Il grado di libertà di stampa in 180 paesi è determinato, in parte, da un questionario prodotto dall’organizzazione che pone domande riguardanti il pluralismo, l’indipendenza dei media, l’ambiente e l’Autocensura, la struttura legislativa, la trasparenza e le infrastrutture. Incluse le sanzioni per i reati di stampa, l’esistenza di un monopolio di stato per alcuni tipi di media e come essi sono regolamentati. Nel questionario, sono incluse anche violazioni del libero flusso di informazioni su Internet, le violenze contro giornalisti, netizen e assistenti dei mezzi di comunicazione. Inclusi gli abusi attribuibili allo stato, a milizie armate, a organizzazioni clandestine.
La situazione dell’Italia
L’Italia quest’anno è al 41 posto, addirittura sotto il Burkina Faso e la Repubblica Ceca. Ma rispetto al 46esimo del 2018 e il 43 esimo dell’anno scorso non è così male. In un’intervista del 2012, in occasione di una manifestazione per la libertà di stampa in Italia, Antonio Tabucchi citava il fatto che l’allora capo del governo, Berlusconi, fosse allo stesso tempo imprenditore di numerose reti televisive, quotidiani e case editrici. Avendo così un largo potere di controllo sull’informazione. Il Consiglio d’Europa lo permetteva, mentre imponeva ad altri paesi come requisito per l’ingresso, di abbandonare tutta una serie di leggi autoritarie. Oggi la libertà è maggiore o almeno lo è quella percepita. Sebbene le voci indipendenti siano in crescita, le grandi testate rimangono strettamente legate ai giochi di potere e siamo ancora lontani da un giornalismo che metta a nudo alcune questioni.
La diffusione del fenomeno delle fake news è uno dei maggiori effetti collaterali. A livello teorico tutto torna, nel concetto stesso di libertà rientra la possibilità che chiunque possa diffondere notizie, vere o false, condivisibili o meno che siano. Nel piccolo cosmo facciamo tutti lo stesso gioco. Riportare, diffondere, commentare sono attività sviluppate e predilette dagli esseri umani e spesso usate senza criterio.
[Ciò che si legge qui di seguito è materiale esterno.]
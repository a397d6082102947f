//! Newtype wrappers for domain identifiers.
//!
//! These types prevent accidental mixing of issue IDs, commit SHAs and free-form
//! strings (branch names, holder tokens) and make signatures self-documenting.

use serde::{Deserialize, Serialize};
use std::fmt;

/// An issue-store record ID (e.g., `gt-abc123`).
///
/// Merge requests, source issues, remediation tasks and agent records all
/// share this ID space.
#[derive(Debug, Clone, PartialEq, Eq, Hash, PartialOrd, Ord, Serialize, Deserialize)]
#[serde(transparent)]
pub struct IssueId(pub String);

impl IssueId {
    pub fn new(s: impl Into<String>) -> Self {
        IssueId(s.into())
    }

    pub fn as_str(&self) -> &str {
        &self.0
    }

    pub fn is_empty(&self) -> bool {
        self.0.is_empty()
    }
}

impl fmt::Display for IssueId {
    fn fmt(&self, f: &mut fmt::Formatter<'_>) -> fmt::Result {
        write!(f, "{}", self.0)
    }
}

impl From<String> for IssueId {
    fn from(s: String) -> Self {
        IssueId(s)
    }
}

impl From<&str> for IssueId {
    fn from(s: &str) -> Self {
        IssueId(s.to_string())
    }
}

/// The error returned when a string is not a valid hex object name.
#[derive(Debug, Clone, PartialEq, Eq, thiserror::Error)]
#[error("invalid SHA: {0:?}")]
pub struct InvalidSha(pub String);

/// A git object name (hex).
#[derive(Debug, Clone, PartialEq, Eq, Hash, Serialize, Deserialize)]
#[serde(transparent)]
pub struct Sha(pub String);

impl Sha {
    /// Creates a new Sha from a string.
    ///
    /// Note: This does not validate the format. Use [`Sha::parse`] for
    /// untrusted input such as command output.
    pub fn new(s: impl Into<String>) -> Self {
        Sha(s.into())
    }

    /// Parses a full 40 (SHA-1) or 64 (SHA-256) character hex object name.
    pub fn parse(s: impl AsRef<str>) -> Result<Self, InvalidSha> {
        let s = s.as_ref().trim();
        let valid_len = s.len() == 40 || s.len() == 64;
        if valid_len && s.bytes().all(|b| b.is_ascii_hexdigit()) {
            Ok(Sha(s.to_ascii_lowercase()))
        } else {
            Err(InvalidSha(s.to_string()))
        }
    }

    pub fn as_str(&self) -> &str {
        &self.0
    }

    /// Returns an 8-character abbreviation for log lines and task text.
    pub fn short(&self) -> &str {
        // get() avoids a panic on non-ASCII input arriving via Sha::new or Deserialize.
        self.0.get(..8).unwrap_or(&self.0)
    }

    /// Returns true for the all-zero object name git uses for "absent".
    pub fn is_null(&self) -> bool {
        !self.0.is_empty() && self.0.bytes().all(|b| b == b'0')
    }
}

impl fmt::Display for Sha {
    fn fmt(&self, f: &mut fmt::Formatter<'_>) -> fmt::Result {
        write!(f, "{}", self.0)
    }
}

impl From<&str> for Sha {
    fn from(s: &str) -> Self {
        Sha(s.to_string())
    }
}
use std::{
    ops::{Add, AddAssign, Div, DivAssign, Mul, MulAssign, Sub, SubAssign},
    str::FromStr,
    time::{SystemTime, UNIX_EPOCH},
};

use serde::{Deserializer, Serialize};

use crate::Duration;

/// Nanos since unix epoch, good till 2554 or so.
#[derive(Copy, Clone, Debug, Default, Serialize, Hash, PartialEq)]
#[repr(C)]
pub struct Nanos(pub u64);

/// Parse error for [`Nanos::from_str`]: anything not of the form `<number>`
/// or `<number><unit>` with unit one of `ns`, `us`, `ms`, `s`.
#[derive(Debug, Clone, thiserror::Error)]
#[error("invalid duration string {0:?}")]
pub struct ParseNanosError(String);

impl Nanos {
    pub const MAX: Nanos = Nanos(u64::MAX);
    pub const ZERO: Nanos = Nanos(0);

    #[inline]
    pub const fn from_secs(s: u64) -> Self {
        Nanos(s * 1_000_000_000)
    }

    #[inline]
    pub const fn from_months(s: u64) -> Self {
        Self::from_secs(s * 2_629_800)
    }

    #[inline]
    pub fn from_secs_f64(s: f64) -> Self {
        Nanos((s * 1_000_000_000.0).round() as u64)
    }

    #[inline]
    pub fn from_millis_f64(s: f64) -> Self {
        Nanos((s * 1_000_000.0).round() as u64)
    }

    #[inline]
    pub const fn from_millis(s: u64) -> Self {
        Nanos(s * 1_000_000)
    }

    #[inline]
    pub const fn from_micros(s: u64) -> Self {
        Nanos(s * 1_000)
    }

    #[inline]
    pub fn from_micros_f64(s: f64) -> Self {
        Nanos((s * 1_000.0).round() as u64)
    }

    #[inline]
    pub const fn from_mins(s: u64) -> Self {
        Nanos(s * 60 * 1_000_000_000)
    }

    #[inline]
    pub const fn from_hours(s: u64) -> Self {
        Nanos::from_mins(s * 60)
    }

    #[inline]
    pub fn as_secs(&self) -> f64 {
        self.0 as f64 / 1_000_000_000.0
    }

    #[inline]
    pub fn as_millis(&self) -> f64 {
        self.0 as f64 / 1_000_000.0
    }

    #[inline]
    pub fn as_millis_u64(&self) -> u64 {
        self.0 / 1_000_000
    }

    #[inline]
    pub fn as_micros(&self) -> f64 {
        self.0 as f64 / 1_000.0
    }

    #[inline]
    pub fn now() -> Self {
        let since_epoch = SystemTime::now().duration_since(UNIX_EPOCH).unwrap_or_default();
        Nanos(u64::try_from(since_epoch.as_nanos()).unwrap_or(u64::MAX))
    }

    #[inline]
    pub fn saturating_sub(self, rhs: Nanos) -> Self {
        Self(self.0.saturating_sub(rhs.0))
    }

    #[inline]
    pub fn elapsed(&self) -> Self {
        Nanos(Self::now().0 - self.0)
    }

    #[inline]
    pub fn elapsed_saturating(&self) -> Self {
        Self::now().saturating_sub(*self)
    }

    #[inline]
    pub fn elapsed_since(&self, since: Self) -> Self {
        Nanos(self.0.saturating_sub(since.0))
    }

    #[inline]
    pub fn round_to_secs(mut self) -> Nanos {
        self.0 /= 1_000_000_000;
        self.0 *= 1_000_000_000;
        self
    }

    #[inline]
    pub fn round_to_interval(mut self, interval: Nanos) -> Nanos {
        self.0 /= interval.0;
        self.0 *= interval.0;
        self
    }
}

impl std::fmt::Display for Nanos {
    fn fmt(&self, f: &mut std::fmt::Formatter<'_>) -> std::fmt::Result {
        if self.0 == 0 {
            write!(f, "")
        } else if *self < Nanos::from_micros(1) {
            write!(f, "{}ns", self.0)
        } else if *self < Nanos::from_millis(1) {
            write!(f, "{}μs", self.0 as f64 / 1000.0)
        } else if *self < Nanos::from_secs(1) {
            write!(f, "{}ms", (self.0 / 1000) as f64 / 1000.0)
        } else if *self < Nanos::from_mins(1) {
            write!(f, "{:0>2}s", (self.0 / 1_000_000) as f64 / 1000.0)
        } else if *self < Nanos::from_hours(1) {
            let min = self.0 / Nanos::from_mins(1).0;
            let s = *self - Nanos::from_mins(min);
            write!(f, "{min:0>2}m:{s:0>2}")
        } else {
            let hours = self.0 / Nanos::from_hours(1).0;
            let min = *self - Nanos::from_hours(hours);
            write!(f, "{hours:0>2}h:{min:0>2}")
        }
    }
}

impl From<Nanos> for u64 {
    #[inline]
    fn from(value: Nanos) -> Self {
        value.0
    }
}

impl Add for Nanos {
    type Output = Nanos;

    #[inline]
    fn add(self, rhs: Nanos) -> Nanos {
        Nanos(self.0.wrapping_add(rhs.0))
    }
}

impl AddAssign for Nanos {
    #[inline]
    fn add_assign(&mut self, rhs: Nanos) {
        *self = *self + rhs;
    }
}

impl Sub for Nanos {
    type Output = Nanos;

    #[inline]
    fn sub(self, rhs: Nanos) -> Nanos {
        Nanos(self.0 - rhs.0)
    }
}

impl SubAssign for Nanos {
    #[inline]
    fn sub_assign(&mut self, rhs: Nanos) {
        *self = *self - rhs;
    }
}

impl Mul<u64> for Nanos {
    type Output = Nanos;

    #[inline]
    fn mul(self, rhs: u64) -> Nanos {
        Nanos(self.0 * rhs)
    }
}

impl MulAssign<u64> for Nanos {
    #[inline]
    fn mul_assign(&mut self, rhs: u64) {
        *self = *self * rhs;
    }
}

impl Div<u64> for Nanos {
    type Output = Nanos;

    #[inline]
    fn div(self, rhs: u64) -> Nanos {
        Nanos(self.0 / rhs)
    }
}

impl DivAssign<u64> for Nanos {
    #[inline]
    fn div_assign(&mut self, rhs: u64) {
        *self = *self / rhs;
    }
}

impl Div<Nanos> for Nanos {
    type Output = u64;

    #[inline]
    fn div(self, rhs: Nanos) -> u64 {
        self.0 / rhs.0
    }
}

impl Eq for Nanos {}

impl PartialOrd for Nanos {
    #[inline]
    fn partial_cmp(&self, other: &Self) -> Option<std::cmp::Ordering> {
        Some(self.cmp(other))
    }
}

impl Ord for Nanos {
    fn cmp(&self, other: &Self) -> std::cmp::Ordering {
        self.0.cmp(&other.0)
    }
}

impl std::iter::Sum for Nanos {
    #[inline]
    fn sum<I>(iter: I) -> Self
    where
        I: Iterator<Item = Self>,
    {
        Nanos(iter.map(|v| v.0).sum())
    }
}

impl From<u64> for Nanos {
    #[inline]
    fn from(value: u64) -> Self {
        Nanos(value)
    }
}

impl From<Duration> for Nanos {
    #[inline]
    fn from(value: Duration) -> Self {
        Nanos(value.0)
    }
}

impl From<Nanos> for std::time::Duration {
    #[inline]
    fn from(value: Nanos) -> Self {
        std::time::Duration::from_nanos(value.0)
    }
}

/// Parses `"500"` (nanoseconds) or `"<number><unit>"` with unit one of
/// `ns`, `us`, `ms`, `s`, fractional values allowed (`"10.12s"`).
impl FromStr for Nanos {
    type Err = ParseNanosError;

    fn from_str(s: &str) -> Result<Self, Self::Err> {
        let s = s.trim();
        let (number, unit) = match s.find(|c: char| !c.is_ascii_digit() && c != '.') {
            Some(idx) => s.split_at(idx),
            None => (s, "ns"),
        };
        let value: f64 = number.parse().map_err(|_| ParseNanosError(s.to_owned()))?;
        let nanos_per_unit = match unit {
            "ns" | "" => 1.0,
            "us" | "µs" | "μs" => 1_000.0,
            "ms" => 1_000_000.0,
            "s" => 1_000_000_000.0,
            _ => return Err(ParseNanosError(s.to_owned())),
        };
        Ok(Nanos((value * nanos_per_unit).round() as u64))
    }
}

impl<'de> serde::Deserialize<'de> for Nanos {
    fn deserialize<D: Deserializer<'de>>(deserializer: D) -> Result<Self, D::Error> {
        use std::fmt;

        use serde::de::{self, Visitor};

        struct NanosVisitor;

        impl<'de> Visitor<'de> for NanosVisitor {
            type Value = Nanos;

            fn expecting(&self, formatter: &mut fmt::Formatter) -> fmt::Result {
                formatter.write_str("an integer or a string with optional suffix (s, ms, us, ns)")
            }

            fn visit_u64<E: de::Error>(self, value: u64) -> Result<Self::Value, E> {
                Ok(Nanos(value))
            }

            fn visit_i64<E: de::Error>(self, value: i64) -> Result<Self::Value, E> {
                if value < 0 {
                    return Err(E::custom(format!("Nanos cannot be negative, got {value}")));
                }
                Ok(Nanos(value as u64))
            }

            fn visit_str<E: de::Error>(self, value: &str) -> Result<Self::Value, E> {
                Nanos::from_str(value).map_err(|e| {
                    E::custom(format!("failed to parse time value '{value}' as duration: {e}"))
                })
            }
        }

        if deserializer.is_human_readable() {
            deserializer.deserialize_any(NanosVisitor)
        } else {
            u64::deserialize(deserializer).map(Nanos)
        }
    }
}

#[cfg(test)]
mod tests {
    use super::*;

    #[test]
    fn test_nanos_from_string_seconds() {
        let result: Nanos = serde_json::from_str(r#""10s""#).unwrap();
        assert_eq!(result, Nanos::from_secs(10));
    }

    #[test]
    fn test_nanos_from_string_float_seconds() {
        let result: Nanos = serde_json::from_str(r#""10.12s""#).unwrap();
        assert_eq!(result, Nanos::from_millis(10_120));
    }

    #[test]
    fn test_nanos_from_string_milliseconds() {
        let result: Nanos = serde_json::from_str(r#""11ms""#).unwrap();
        assert_eq!(result, Nanos::from_millis(11));
    }

    #[test]
    fn test_nanos_from_string_microseconds() {
        let result: Nanos = serde_json::from_str(r#""12us""#).unwrap();
        assert_eq!(result, Nanos::from_micros(12));
    }

    #[test]
    fn test_nanos_from_number() {
        let result: Nanos = serde_json::from_str(r#"1"#).unwrap();
        assert_eq!(result, Nanos(1));
    }

    #[test]
    fn test_nanos_display_rounds_to_unit() {
        assert_eq!(Nanos::from_millis(250).to_string(), "250ms");
        assert_eq!(Nanos::from_micros(5).to_string(), "5μs");
    }
}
Controllare è termine antitetico al liberare, ma ecco che si prospetta più che mai necessario quando entrano in gioco altri interessi da proteggere.
Controllo o censura?
Il mitico fact checking, ossia la verifica puntigliosa dei fatti e delle fonti, tesa a valutare la fondatezza di notizie o affermazioni specialmente per quanto viene diffuso mediante la rete, a chi spetta? “L’appoggio chiesto da Zuckerberg a enti terzi per il fact-checking dei contenuti, dal canto suo, sembra problematico già in partenza ed è anche legittimo domandarsi se spetti davvero a Facebook fornire questo tipo di servizio” affermava Philip Di Salvo per Wired nel gennaio 2017. Se si tratta di limiti alla diffusione siamo tutti d’accordo, se si tratta di censura meno.
Negli ultimi anni però sembra di essere già oltre: “Abbiamo da poco onorato il mito del fact-checking, ma adesso stiamo sprofondando con rapidità inesorabile nella post-verità” afferma Pierluigi Battista sul Corriere. La post verità fa riferimento a situazioni e contesti in cui i fatti oggettivi e verificabili hanno meno influenza sull’opinione pubblica di quanta ne abbia l’appellarsi ad opinioni personali e interpretativi. Lee McIntyre, ricercatore e docente ad Harvard, nel suo saggio “Post Verità” approfondisce i fattori che hanno condotto a questo ancora più nuovo approccio ai fatti e gli studi che permettono di interpretarlo e contrastarlo. “Il cuore della scienza è il pensiero critico più che qualunque altro metodo o teoria, il contrario dell’ideologia che anima e sostiene la post verità”. Insomma, liberi tutti ma con senso critico.